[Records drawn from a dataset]
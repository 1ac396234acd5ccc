//! Copyright © 2025-2026 Wenze Wei. All Rights Reserved.
//!
//! This file is part of Hdx.
//! The Hdx project belongs to the Dunimd project team.

use std::collections::HashSet;
use std::ops::Range;
use std::sync::Arc;

use hdx::data_utils::{default_buffer_shape, default_chunk_shape};
use hdx::spec::HdShape;
use hdx::{
    assert_equal_shape, HdArrayDataSource, HdChunkIterConfig, HdChunkPlan, HdDataSource, HdDtype, HdError,
    HdShapeError, HdValue,
};
use proptest::prelude::*;

/// Reports a large shape without holding any data.
struct ShapeOnlySource {
    maxshape: HdShape,
    current: Option<Vec<usize>>,
}

impl HdDataSource for ShapeOnlySource {
    fn fetch(&self, selection: &[Range<usize>]) -> hdx::Result<HdValue> {
        let count: usize = selection.iter().map(|range| range.len()).product();
        Ok(HdValue::from(count))
    }

    fn max_shape(&self) -> HdShape {
        self.maxshape.clone()
    }

    fn dtype(&self) -> HdDtype {
        HdDtype::Float64
    }

    fn current_shape(&self) -> Option<Vec<usize>> {
        self.current.clone()
    }
}

fn large_source() -> Arc<dyn HdDataSource> {
    Arc::new(ShapeOnlySource {
        maxshape: vec![Some(20000), Some(5000)],
        current: None,
    })
}

#[test]
fn test_quadrant_buffers() {
    let config = HdChunkIterConfig::default().with_buffer_shape(vec![10000, 2500]);
    let plan = HdChunkPlan::new(large_source(), config).unwrap();
    assert_eq!(plan.num_buffers(), 4);

    let chunks: Vec<_> = plan.iter().collect::<hdx::Result<Vec<_>>>().unwrap();
    assert_eq!(chunks.len(), 4);
    let selections: Vec<Vec<Range<usize>>> = chunks.iter().map(|chunk| chunk.selection.clone()).collect();
    assert_eq!(
        selections,
        vec![
            vec![0..10000, 0..2500],
            vec![0..10000, 2500..5000],
            vec![10000..20000, 0..2500],
            vec![10000..20000, 2500..5000],
        ]
    );
    let covered: usize = chunks.iter().map(|chunk| chunk.shape().iter().product::<usize>()).sum();
    assert_eq!(covered, 20000 * 5000);
    for chunk in &chunks {
        assert_eq!(chunk.data, HdValue::from(10000usize * 2500));
        for (axis, size) in chunk.shape().iter().enumerate() {
            assert_eq!(size % plan.chunk_shape()[axis], 0);
        }
    }
}

#[test]
fn test_plan_is_restartable() {
    let config = HdChunkIterConfig::default().with_buffer_shape(vec![10000, 2500]);
    let plan = HdChunkPlan::new(large_source(), config).unwrap();
    let mut first = plan.iter();
    assert!(first.has_next());
    assert_eq!(first.size_hint(), (4, Some(4)));
    first.by_ref().for_each(drop);
    assert!(!first.has_next());
    assert!(first.next().is_none());
    assert_eq!(plan.iter().count(), 4);
}

#[test]
fn test_invalid_shapes_fail_before_iteration() {
    let too_big = HdChunkIterConfig::default().with_buffer_shape(vec![30000, 2500]);
    assert!(matches!(HdChunkPlan::new(large_source(), too_big), Err(HdError::Chunk { .. })));

    let not_multiple = HdChunkIterConfig::default()
        .with_chunk_shape(vec![300, 100])
        .with_buffer_shape(vec![1000, 1000]);
    assert!(matches!(HdChunkPlan::new(large_source(), not_multiple), Err(HdError::Chunk { .. })));

    let wrong_rank = HdChunkIterConfig::default().with_chunk_shape(vec![10]);
    assert!(HdChunkPlan::new(large_source(), wrong_rank).is_err());
}

#[test]
fn test_unbounded_axis_uses_current_shape() {
    let source = Arc::new(ShapeOnlySource {
        maxshape: vec![None, Some(4)],
        current: Some(vec![10, 4]),
    });
    let config = HdChunkIterConfig::default().with_buffer_shape(vec![4, 4]);
    let plan = HdChunkPlan::new(source, config).unwrap();
    let selections: Vec<_> = plan.iter().map(|chunk| chunk.unwrap().selection).collect();
    assert_eq!(selections, vec![vec![0..4, 0..4], vec![4..8, 0..4], vec![8..10, 0..4]]);

    let unknown = Arc::new(ShapeOnlySource {
        maxshape: vec![None],
        current: None,
    });
    assert!(HdChunkPlan::new(unknown, HdChunkIterConfig::default()).is_err());
}

#[test]
fn test_empty_axis_is_rejected() {
    let bounded = Arc::new(ShapeOnlySource {
        maxshape: vec![Some(0), Some(4)],
        current: None,
    });
    assert!(matches!(
        HdChunkPlan::new(bounded, HdChunkIterConfig::default()),
        Err(HdError::Chunk { .. })
    ));

    let grown = Arc::new(ShapeOnlySource {
        maxshape: vec![None, Some(4)],
        current: Some(vec![0, 4]),
    });
    assert!(matches!(
        HdChunkPlan::new(grown, HdChunkIterConfig::default()),
        Err(HdError::Chunk { .. })
    ));
}

#[test]
fn test_array_source_slices_rows() {
    let data = HdValue::from(vec![vec![1, 2, 3], vec![4, 5, 6], vec![7, 8, 9]]);
    let source = Arc::new(HdArrayDataSource::new(data).unwrap());
    assert_eq!(source.shape(), &[3, 3]);
    let config = HdChunkIterConfig::default()
        .with_chunk_shape(vec![1, 3])
        .with_buffer_shape(vec![2, 3]);
    let plan = HdChunkPlan::new(source, config).unwrap();
    let chunks: Vec<_> = plan.iter().map(|chunk| chunk.unwrap()).collect();
    assert_eq!(chunks[0].data, HdValue::from(vec![vec![1, 2, 3], vec![4, 5, 6]]));
    assert_eq!(chunks[1].data, HdValue::from(vec![vec![7, 8, 9]]));
}

#[test]
fn test_ragged_array_source_is_rejected() {
    let ragged = HdValue::List(vec![HdValue::from(vec![1, 2]), HdValue::from(vec![3])]);
    assert!(HdArrayDataSource::new(ragged).is_err());
}

#[test]
fn test_shape_comparison_errors() {
    let same = assert_equal_shape(&[Some(3), Some(4)], &[Some(3), Some(4)], None, ("a", "b"), false);
    assert!(same.result);
    assert!(same.error.is_none());

    let dims = assert_equal_shape(&[Some(3)], &[Some(3), Some(4)], None, ("a", "b"), false);
    assert_eq!(dims.error.map(|error| error.code()), Some("NUM_DIMS_ERROR"));

    let axes = assert_equal_shape(
        &[Some(3), Some(4)],
        &[Some(4)],
        Some((vec![0, 1], vec![0])),
        ("a", "b"),
        false,
    );
    assert_eq!(axes.error, Some(HdShapeError::NumAxes));

    let bounds = assert_equal_shape(&[Some(3)], &[Some(3)], Some((vec![2], vec![0])), ("a", "b"), false);
    assert_eq!(bounds.error, Some(HdShapeError::AxisOutOfBounds));

    let length = assert_equal_shape(&[Some(3), None], &[Some(5), Some(2)], None, ("a", "b"), true);
    assert_eq!(length.error, Some(HdShapeError::AxisLen));
    assert_eq!(length.unmatched, vec![(0, 0)]);
    assert_eq!(length.ignored, vec![(1, 1)]);
}

proptest! {
    #[test]
    fn prop_buffer_is_chunk_multiple_within_extents(
        extents in prop::collection::vec(1usize..5000, 1..4),
        chunk_bytes in 8usize..(1 << 20),
        buffer_bytes in 8usize..(1 << 26),
        itemsize in prop::sample::select(vec![1usize, 2, 4, 8]),
    ) {
        let chunk = default_chunk_shape(&extents, chunk_bytes, itemsize);
        let buffer = default_buffer_shape(&chunk, &extents, buffer_bytes, itemsize);
        prop_assert!(chunk.iter().product::<usize>() * itemsize <= chunk_bytes);
        for axis in 0..extents.len() {
            prop_assert!(chunk[axis] >= 1);
            prop_assert!(chunk[axis] <= extents[axis]);
            prop_assert_eq!(buffer[axis] % chunk[axis], 0);
            prop_assert!(buffer[axis] <= extents[axis]);
        }
    }

    #[test]
    fn prop_buffers_cover_every_element_once(
        rows in 1usize..60,
        cols in 1usize..60,
        buffer_rows in 1usize..20,
        buffer_cols in 1usize..20,
    ) {
        let buffer_rows = buffer_rows.min(rows);
        let buffer_cols = buffer_cols.min(cols);
        let source = Arc::new(ShapeOnlySource {
            maxshape: vec![Some(rows), Some(cols)],
            current: None,
        });
        let config = HdChunkIterConfig::default().with_buffer_shape(vec![buffer_rows, buffer_cols]);
        let plan = HdChunkPlan::new(source, config).unwrap();
        let mut seen = HashSet::new();
        for chunk in plan.iter() {
            let chunk = chunk.unwrap();
            for row in chunk.selection[0].clone() {
                for col in chunk.selection[1].clone() {
                    prop_assert!(seen.insert((row, col)));
                }
            }
            for (axis, size) in plan.buffer_shape().iter().enumerate() {
                prop_assert_eq!(size % plan.chunk_shape()[axis], 0);
            }
        }
        prop_assert_eq!(seen.len(), rows * cols);
    }
}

▶ _Task objective_: Copy all lines of the preceding data that hold the word "HdDtype".

▶ _Completed task_:
    assert_equal_shape, HdArrayDataSource, HdChunkIterConfig, HdChunkPlan, HdDataSource, HdDtype, HdError,
    fn dtype(&self) -> HdDtype {
        HdDtype::Float64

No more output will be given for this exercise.